— Dataset entries —
[Start of Attachment]

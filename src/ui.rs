#![forbid(unsafe_code)]

use crate::console::{Console, SCREEN_COLS, SCREEN_ROWS, fit};
use crate::menu::BUTTONS;
use crate::msglog::{LOG_ROWS, LOG_Y};
use crate::strings::{StringId, StringTable};
use crate::theme::ThemeColors;

pub const TITLE_BAR_Y: u16 = 0;
pub const PANEL_INNER_WIDTH: u16 = 33;
pub const LEFT_PANEL_X: u16 = 1;
pub const RIGHT_PANEL_X: u16 = SCREEN_COLS - 1 - PANEL_INNER_WIDTH;
pub const PANEL_TAB_Y: u16 = 2;
pub const PANEL_HEADER_Y: u16 = PANEL_TAB_Y + 2;
pub const PANEL_CONTENT_Y: u16 = PANEL_HEADER_Y + 1;
pub const PANEL_CONTENT_HEIGHT: u16 = LOG_Y - 3 - PANEL_CONTENT_Y;
pub const BUTTONS_X: u16 = LEFT_PANEL_X + PANEL_INNER_WIDTH + 2;
pub const BUTTONS_WIDTH: u16 = RIGHT_PANEL_X - 2 - BUTTONS_X;

pub fn draw_chrome(console: &mut dyn Console, theme: &ThemeColors, strings: &StringTable) {
    let last_col = SCREEN_COLS - 1;
    console.fill_rect(0, 0, last_col, SCREEN_ROWS - 1, ' ', theme.screen_fg, theme.screen_bg);

    let title = strings.lookup(StringId::AppTitle);
    let pad = (SCREEN_COLS as usize).saturating_sub(title.chars().count()) / 2;
    let bar = fit(&format!("{}{title}", " ".repeat(pad)), SCREEN_COLS as usize);
    console.draw_text(0, TITLE_BAR_Y, &bar, theme.title_fg, theme.title_bg);

    draw_buttons(console, theme);

    let log_top = LOG_Y - 1;
    let log_bottom = LOG_Y + LOG_ROWS as u16;
    console.fill_rect(1, LOG_Y, last_col - 1, log_bottom - 1, ' ', theme.log_fg, theme.log_bg);
    console.draw_box(0, log_top, last_col, log_bottom, theme.panel_border_inactive, theme.screen_bg);
}

pub fn draw_buttons(console: &mut dyn Console, theme: &ThemeColors) {
    for (idx, button) in BUTTONS.iter().enumerate() {
        let y = PANEL_CONTENT_Y + 2 * idx as u16;
        if y >= PANEL_CONTENT_Y + PANEL_CONTENT_HEIGHT {
            log::warn!("command column overflows at {}", button.label);
            break;
        }
        console.draw_text(BUTTONS_X, y, button.key, theme.button_key_fg, theme.screen_bg);
        let label = fit(button.label, BUTTONS_WIDTH as usize - 2);
        console.draw_text(BUTTONS_X + 2, y, &label, theme.button_fg, theme.screen_bg);
    }
}

pub fn draw_sort_indicator(console: &mut dyn Console, theme: &ThemeColors, x: u16, y: u16, label: &str, active: bool) {
    let text = format!(" {} ", fit(label, 12).trim_end());
    console.draw_text(x, y, &text, theme.border(active), theme.panel_bg);
}

#[cfg(test)]
mod tests {
    use super::*;
    use crate::mock::MockConsole;
    use crate::msglog::{LOG_COLS, LOG_X};

    #[test]
    fn panels_buttons_and_log_share_the_screen() {
        assert_eq!(RIGHT_PANEL_X, 46);
        assert_eq!(PANEL_CONTENT_Y, 5);
        assert_eq!(PANEL_CONTENT_HEIGHT, 44);
        assert_eq!(BUTTONS_X, 36);
        assert!(BUTTONS_X + BUTTONS_WIDTH < RIGHT_PANEL_X);
        assert_eq!(LOG_X as usize + LOG_COLS, SCREEN_COLS as usize - 1);
    }

    #[test]
    fn chrome_shows_title_and_buttons() {
        let mut console = MockConsole::new();
        draw_chrome(&mut console, &ThemeColors::classic(), &StringTable::english());
        assert!(console.grid().row_text(TITLE_BAR_Y).contains("f256commander"));
        assert_eq!(console.grid().text_at(BUTTONS_X, PANEL_CONTENT_Y, 6), "C Copy");
        assert_eq!(console.grid().text_at(0, LOG_Y - 1, 1), "┌");
    }
}
#![forbid(unsafe_code)]

use std::io::{self, Stdout};

use crossterm::{
    cursor::Show,
    event::{self, Event, KeyCode, KeyEvent, KeyEventKind, KeyModifiers},
    execute,
    style::ResetColor,
    terminal::{self, EnterAlternateScreen, LeaveAlternateScreen},
};
use ratatui::{Terminal, backend::CrosstermBackend, buffer::Buffer, style};

use crate::console::{Color, Console, TextGrid, keys};

pub struct TermConsole {
    grid: TextGrid,
    terminal: Terminal<CrosstermBackend<Stdout>>,
}

impl TermConsole {
    pub fn new() -> io::Result<Self> {
        terminal::enable_raw_mode()?;
        let mut stdout = io::stdout();
        execute!(stdout, EnterAlternateScreen)?;
        let mut terminal = Terminal::new(CrosstermBackend::new(stdout))?;
        terminal.hide_cursor()?;
        terminal.clear()?;
        Ok(Self { grid: TextGrid::screen(), terminal })
    }

    fn present(&mut self) -> io::Result<()> {
        let grid = &self.grid;
        self.terminal.draw(|frame| paint(grid, frame.buffer_mut()))?;
        Ok(())
    }
}

impl Drop for TermConsole {
    fn drop(&mut self) {
        execute!(self.terminal.backend_mut(), ResetColor, Show, LeaveAlternateScreen).ok();
        terminal::disable_raw_mode().ok();
    }
}

/// Copies the grid into a frame buffer, clipped to whatever the terminal
/// currently holds.
pub fn paint(grid: &TextGrid, buf: &mut Buffer) {
    for y in 0..grid.height() {
        for (x, cell) in grid.row(y).iter().enumerate() {
            let Ok(x) = u16::try_from(x) else { break };
            if let Some(target) = buf.cell_mut((x, y)) {
                target.set_char(cell.ch).set_fg(to_term(cell.fg)).set_bg(to_term(cell.bg));
            }
        }
    }
}

impl Console for TermConsole {
    fn draw_text(&mut self, x: u16, y: u16, text: &str, fg: Color, bg: Color) {
        self.grid.draw_text(x, y, text, fg, bg);
    }

    fn fill_rect(&mut self, x1: u16, y1: u16, x2: u16, y2: u16, ch: char, fg: Color, bg: Color) {
        self.grid.fill_rect(x1, y1, x2, y2, ch, fg, bg);
    }

    fn invert_rect(&mut self, x1: u16, y1: u16, x2: u16, y2: u16) {
        self.grid.invert_rect(x1, y1, x2, y2);
    }

    fn draw_box(&mut self, x1: u16, y1: u16, x2: u16, y2: u16, fg: Color, bg: Color) {
        self.grid.draw_box(x1, y1, x2, y2, fg, bg);
    }

    fn read_key(&mut self) -> u8 {
        loop {
            if let Err(err) = self.present() {
                log::error!("terminal write failed: {err}");
            }
            match event::read() {
                Ok(Event::Key(key)) if key.kind != KeyEventKind::Release => {
                    if let Some(byte) = key_byte(key) {
                        return byte;
                    }
                }
                Ok(_) => {}
                Err(err) => {
                    log::error!("keyboard read failed: {err}");
                    return keys::ESC;
                }
            }
        }
    }
}

pub fn key_byte(key: KeyEvent) -> Option<u8> {
    let byte = match key.code {
        KeyCode::Char('c') if key.modifiers.contains(KeyModifiers::CONTROL) => keys::ESC,
        KeyCode::Char(ch) if ch.is_ascii() => ch as u8,
        KeyCode::Left => keys::LEFT,
        KeyCode::Right => keys::RIGHT,
        KeyCode::Up => keys::UP,
        KeyCode::Down => keys::DOWN,
        KeyCode::Backspace => keys::BACKSPACE,
        KeyCode::Tab | KeyCode::BackTab => keys::TAB,
        KeyCode::Enter => keys::ENTER,
        KeyCode::Esc => keys::ESC,
        KeyCode::Delete => keys::DELETE,
        KeyCode::F(1) => keys::F1,
        KeyCode::F(3) => keys::F3,
        KeyCode::F(5) => keys::F5,
        KeyCode::F(7) => keys::F7,
        _ => return None,
    };
    Some(byte)
}

pub fn to_term(color: Color) -> style::Color {
    let (r, g, b) = match color {
        Color::Black => (0x00, 0x00, 0x00),
        Color::Blue => (0x00, 0x00, 0xAA),
        Color::Green => (0x00, 0xAA, 0x00),
        Color::Cyan => (0x00, 0xAA, 0xAA),
        Color::Red => (0xAA, 0x00, 0x00),
        Color::Magenta => (0xAA, 0x00, 0xAA),
        Color::Brown => (0xAA, 0x55, 0x00),
        Color::LightGray => (0xAA, 0xAA, 0xAA),
        Color::DarkGray => (0x55, 0x55, 0x55),
        Color::LightBlue => (0x55, 0x55, 0xFF),
        Color::LightGreen => (0x55, 0xFF, 0x55),
        Color::LightCyan => (0x55, 0xFF, 0xFF),
        Color::LightRed => (0xFF, 0x55, 0x55),
        Color::LightMagenta => (0xFF, 0x55, 0xFF),
        Color::Yellow => (0xFF, 0xFF, 0x55),
        Color::White => (0xFF, 0xFF, 0xFF),
    };
    style::Color::Rgb(r, g, b)
}
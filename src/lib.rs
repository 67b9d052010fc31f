#![forbid(unsafe_code)]

pub mod app;
pub mod args;
pub mod bank;
pub mod config;
pub mod console;
pub mod context;
pub mod dialog;
pub mod entry;
pub mod error;
pub mod folder;
pub mod fs_ops;
pub mod host;
pub mod logging;
pub mod menu;
#[cfg(any(test, feature = "test-util"))]
pub mod mock;
pub mod model;
pub mod msglog;
pub mod pane;
pub mod strings;
pub mod term;
pub mod theme;
pub mod ui;
pub mod viewer;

[End of Attachment]

— About this exercise —
Could you return all lines from the records that include the word "KeyEventKind"?

— Solved problem —
    event::{self, Event, KeyCode, KeyEvent, KeyEventKind, KeyModifiers},
                Ok(Event::Key(key)) if key.kind != KeyEventKind::Release => {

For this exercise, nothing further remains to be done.